= Requirement =
Wherever the string "images" shows up in the data below, copy the whole line.

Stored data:
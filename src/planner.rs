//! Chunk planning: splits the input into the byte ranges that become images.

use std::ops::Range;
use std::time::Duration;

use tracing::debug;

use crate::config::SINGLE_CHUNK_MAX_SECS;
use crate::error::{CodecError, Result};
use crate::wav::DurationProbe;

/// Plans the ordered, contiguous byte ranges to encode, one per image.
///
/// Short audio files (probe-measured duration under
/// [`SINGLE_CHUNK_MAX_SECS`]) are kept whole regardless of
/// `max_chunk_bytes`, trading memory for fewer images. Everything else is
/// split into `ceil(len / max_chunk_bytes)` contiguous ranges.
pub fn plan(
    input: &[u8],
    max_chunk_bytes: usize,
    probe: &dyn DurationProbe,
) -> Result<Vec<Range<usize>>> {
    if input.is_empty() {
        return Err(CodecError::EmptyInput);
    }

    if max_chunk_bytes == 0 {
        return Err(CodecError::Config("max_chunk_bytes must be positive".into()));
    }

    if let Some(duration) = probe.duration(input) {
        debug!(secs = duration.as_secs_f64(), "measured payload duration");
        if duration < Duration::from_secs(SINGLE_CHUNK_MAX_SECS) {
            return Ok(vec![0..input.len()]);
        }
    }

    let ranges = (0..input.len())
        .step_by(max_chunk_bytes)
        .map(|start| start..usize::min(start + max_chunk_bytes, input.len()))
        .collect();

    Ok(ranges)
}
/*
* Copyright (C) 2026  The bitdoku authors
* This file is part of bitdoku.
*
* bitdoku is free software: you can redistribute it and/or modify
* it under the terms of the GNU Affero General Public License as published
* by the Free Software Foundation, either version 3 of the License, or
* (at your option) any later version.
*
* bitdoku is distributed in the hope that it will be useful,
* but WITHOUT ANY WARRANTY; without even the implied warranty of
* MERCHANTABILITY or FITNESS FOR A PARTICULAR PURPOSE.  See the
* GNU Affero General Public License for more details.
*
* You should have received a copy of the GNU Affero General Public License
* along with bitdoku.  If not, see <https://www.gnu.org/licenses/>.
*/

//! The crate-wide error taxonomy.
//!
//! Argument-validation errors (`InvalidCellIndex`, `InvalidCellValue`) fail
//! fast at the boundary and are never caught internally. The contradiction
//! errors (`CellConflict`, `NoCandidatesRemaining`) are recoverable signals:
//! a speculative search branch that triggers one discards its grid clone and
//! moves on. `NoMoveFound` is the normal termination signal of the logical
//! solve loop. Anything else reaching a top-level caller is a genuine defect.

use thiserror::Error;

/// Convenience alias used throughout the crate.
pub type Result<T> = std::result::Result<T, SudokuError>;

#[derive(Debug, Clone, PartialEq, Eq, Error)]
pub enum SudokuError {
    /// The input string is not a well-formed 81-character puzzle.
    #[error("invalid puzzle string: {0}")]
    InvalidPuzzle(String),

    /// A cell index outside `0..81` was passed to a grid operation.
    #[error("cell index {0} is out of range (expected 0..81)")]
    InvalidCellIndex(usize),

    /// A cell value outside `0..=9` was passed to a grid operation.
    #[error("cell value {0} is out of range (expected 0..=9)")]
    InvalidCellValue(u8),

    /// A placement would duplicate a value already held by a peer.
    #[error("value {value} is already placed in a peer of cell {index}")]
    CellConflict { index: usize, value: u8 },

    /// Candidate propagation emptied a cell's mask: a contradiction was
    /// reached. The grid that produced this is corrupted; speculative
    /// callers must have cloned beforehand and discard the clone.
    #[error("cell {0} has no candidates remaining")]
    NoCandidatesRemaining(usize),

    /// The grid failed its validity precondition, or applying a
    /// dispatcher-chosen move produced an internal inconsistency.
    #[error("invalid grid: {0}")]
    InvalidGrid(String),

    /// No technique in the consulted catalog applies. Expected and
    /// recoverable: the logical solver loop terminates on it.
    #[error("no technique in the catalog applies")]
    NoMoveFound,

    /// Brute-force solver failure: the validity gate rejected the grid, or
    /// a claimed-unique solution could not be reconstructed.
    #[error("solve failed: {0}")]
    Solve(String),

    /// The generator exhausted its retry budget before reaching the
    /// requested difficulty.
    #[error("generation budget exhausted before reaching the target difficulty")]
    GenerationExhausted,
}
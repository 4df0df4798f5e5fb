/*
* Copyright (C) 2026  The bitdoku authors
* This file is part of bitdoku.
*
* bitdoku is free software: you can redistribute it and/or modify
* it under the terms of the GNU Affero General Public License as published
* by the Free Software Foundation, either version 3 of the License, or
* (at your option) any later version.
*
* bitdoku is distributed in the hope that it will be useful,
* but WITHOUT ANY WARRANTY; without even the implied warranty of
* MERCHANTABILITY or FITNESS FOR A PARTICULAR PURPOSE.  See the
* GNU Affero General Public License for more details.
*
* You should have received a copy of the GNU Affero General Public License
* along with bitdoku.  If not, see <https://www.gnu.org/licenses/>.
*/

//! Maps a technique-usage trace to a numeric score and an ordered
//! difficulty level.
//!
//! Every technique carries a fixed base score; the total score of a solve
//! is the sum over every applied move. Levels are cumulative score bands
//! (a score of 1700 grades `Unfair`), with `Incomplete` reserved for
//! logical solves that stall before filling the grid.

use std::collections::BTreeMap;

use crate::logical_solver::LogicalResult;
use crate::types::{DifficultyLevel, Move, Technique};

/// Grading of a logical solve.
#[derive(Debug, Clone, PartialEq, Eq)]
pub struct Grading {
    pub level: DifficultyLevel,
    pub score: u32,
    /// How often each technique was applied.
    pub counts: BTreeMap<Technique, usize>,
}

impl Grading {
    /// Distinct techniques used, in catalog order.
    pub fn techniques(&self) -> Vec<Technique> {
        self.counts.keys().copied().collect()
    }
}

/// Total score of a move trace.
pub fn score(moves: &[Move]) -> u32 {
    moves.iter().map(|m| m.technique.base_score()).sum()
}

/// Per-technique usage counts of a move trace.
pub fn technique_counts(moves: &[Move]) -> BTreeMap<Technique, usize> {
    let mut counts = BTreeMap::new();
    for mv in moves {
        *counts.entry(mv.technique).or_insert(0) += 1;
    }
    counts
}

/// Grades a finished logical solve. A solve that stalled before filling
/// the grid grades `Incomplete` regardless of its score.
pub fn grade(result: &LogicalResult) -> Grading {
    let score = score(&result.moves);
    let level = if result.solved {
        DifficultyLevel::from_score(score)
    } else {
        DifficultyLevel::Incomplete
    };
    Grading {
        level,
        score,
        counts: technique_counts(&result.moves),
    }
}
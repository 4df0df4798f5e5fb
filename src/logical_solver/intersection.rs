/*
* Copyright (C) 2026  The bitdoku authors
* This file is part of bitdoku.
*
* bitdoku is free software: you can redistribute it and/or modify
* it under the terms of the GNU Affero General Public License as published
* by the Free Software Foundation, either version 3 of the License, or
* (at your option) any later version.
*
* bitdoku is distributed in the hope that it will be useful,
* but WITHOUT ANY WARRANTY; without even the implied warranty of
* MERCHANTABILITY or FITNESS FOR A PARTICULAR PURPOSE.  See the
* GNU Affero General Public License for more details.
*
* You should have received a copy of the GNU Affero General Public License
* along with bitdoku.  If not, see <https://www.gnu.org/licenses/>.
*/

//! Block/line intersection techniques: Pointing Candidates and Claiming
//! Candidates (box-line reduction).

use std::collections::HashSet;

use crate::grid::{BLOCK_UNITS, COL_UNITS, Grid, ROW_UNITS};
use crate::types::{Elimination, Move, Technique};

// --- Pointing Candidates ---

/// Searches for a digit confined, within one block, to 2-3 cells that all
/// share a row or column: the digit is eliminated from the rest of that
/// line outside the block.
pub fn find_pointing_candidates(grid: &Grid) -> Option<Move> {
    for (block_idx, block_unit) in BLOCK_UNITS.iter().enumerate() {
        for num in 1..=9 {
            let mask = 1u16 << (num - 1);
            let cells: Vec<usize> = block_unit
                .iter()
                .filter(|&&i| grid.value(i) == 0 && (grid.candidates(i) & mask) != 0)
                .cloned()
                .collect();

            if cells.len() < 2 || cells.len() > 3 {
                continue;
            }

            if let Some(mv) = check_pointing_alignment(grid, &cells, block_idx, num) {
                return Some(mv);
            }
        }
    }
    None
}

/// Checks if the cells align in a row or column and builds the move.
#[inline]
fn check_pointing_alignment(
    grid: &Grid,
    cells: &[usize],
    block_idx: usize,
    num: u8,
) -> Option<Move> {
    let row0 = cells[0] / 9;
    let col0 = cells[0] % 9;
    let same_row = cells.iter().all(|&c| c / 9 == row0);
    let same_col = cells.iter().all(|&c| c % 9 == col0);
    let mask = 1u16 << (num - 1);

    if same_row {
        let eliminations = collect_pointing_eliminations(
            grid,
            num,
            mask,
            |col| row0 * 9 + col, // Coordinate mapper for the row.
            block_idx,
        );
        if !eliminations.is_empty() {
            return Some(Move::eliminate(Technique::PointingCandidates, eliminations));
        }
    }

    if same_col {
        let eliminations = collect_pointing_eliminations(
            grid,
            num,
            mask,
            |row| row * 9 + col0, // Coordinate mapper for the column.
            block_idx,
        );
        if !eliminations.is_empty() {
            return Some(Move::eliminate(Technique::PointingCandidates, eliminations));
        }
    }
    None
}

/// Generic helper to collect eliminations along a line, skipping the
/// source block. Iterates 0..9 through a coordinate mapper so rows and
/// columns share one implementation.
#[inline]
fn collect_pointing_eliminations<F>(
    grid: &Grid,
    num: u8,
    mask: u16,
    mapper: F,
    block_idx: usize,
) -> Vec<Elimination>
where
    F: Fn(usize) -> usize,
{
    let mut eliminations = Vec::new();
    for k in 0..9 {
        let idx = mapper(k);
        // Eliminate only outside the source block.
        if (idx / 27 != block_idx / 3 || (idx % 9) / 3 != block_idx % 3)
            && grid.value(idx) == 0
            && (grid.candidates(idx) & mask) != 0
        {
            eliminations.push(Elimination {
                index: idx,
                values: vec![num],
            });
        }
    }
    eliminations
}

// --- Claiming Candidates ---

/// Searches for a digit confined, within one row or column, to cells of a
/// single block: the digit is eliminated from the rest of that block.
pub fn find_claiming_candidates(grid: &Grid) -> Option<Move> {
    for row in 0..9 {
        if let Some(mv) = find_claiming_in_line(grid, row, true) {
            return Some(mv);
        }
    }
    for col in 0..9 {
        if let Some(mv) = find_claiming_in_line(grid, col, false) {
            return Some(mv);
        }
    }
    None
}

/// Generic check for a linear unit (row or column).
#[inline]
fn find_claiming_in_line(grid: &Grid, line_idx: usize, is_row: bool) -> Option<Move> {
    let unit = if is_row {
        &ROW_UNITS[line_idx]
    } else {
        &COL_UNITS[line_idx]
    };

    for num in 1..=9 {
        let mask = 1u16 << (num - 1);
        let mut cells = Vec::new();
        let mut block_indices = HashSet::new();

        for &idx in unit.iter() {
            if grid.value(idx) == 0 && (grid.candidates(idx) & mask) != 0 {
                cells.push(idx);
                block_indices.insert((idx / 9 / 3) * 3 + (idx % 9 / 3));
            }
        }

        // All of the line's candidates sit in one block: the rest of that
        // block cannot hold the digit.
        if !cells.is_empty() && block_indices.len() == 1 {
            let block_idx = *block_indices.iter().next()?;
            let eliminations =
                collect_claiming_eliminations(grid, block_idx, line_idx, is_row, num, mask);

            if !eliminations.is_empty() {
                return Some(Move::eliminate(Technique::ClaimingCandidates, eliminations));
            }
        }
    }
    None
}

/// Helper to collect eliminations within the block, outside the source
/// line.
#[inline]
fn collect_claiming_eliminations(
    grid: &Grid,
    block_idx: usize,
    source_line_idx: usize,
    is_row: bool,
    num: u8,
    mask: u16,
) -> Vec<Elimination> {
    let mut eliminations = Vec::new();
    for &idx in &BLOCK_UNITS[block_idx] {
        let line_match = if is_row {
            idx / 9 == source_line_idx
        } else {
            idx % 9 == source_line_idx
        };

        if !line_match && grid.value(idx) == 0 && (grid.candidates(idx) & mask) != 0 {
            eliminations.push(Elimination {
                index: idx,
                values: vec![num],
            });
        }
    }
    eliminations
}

= Exercise result =
//! Chunk planning: splits the input into the byte ranges that become images.
/// `max_chunk_bytes`, trading memory for fewer images. Everything else is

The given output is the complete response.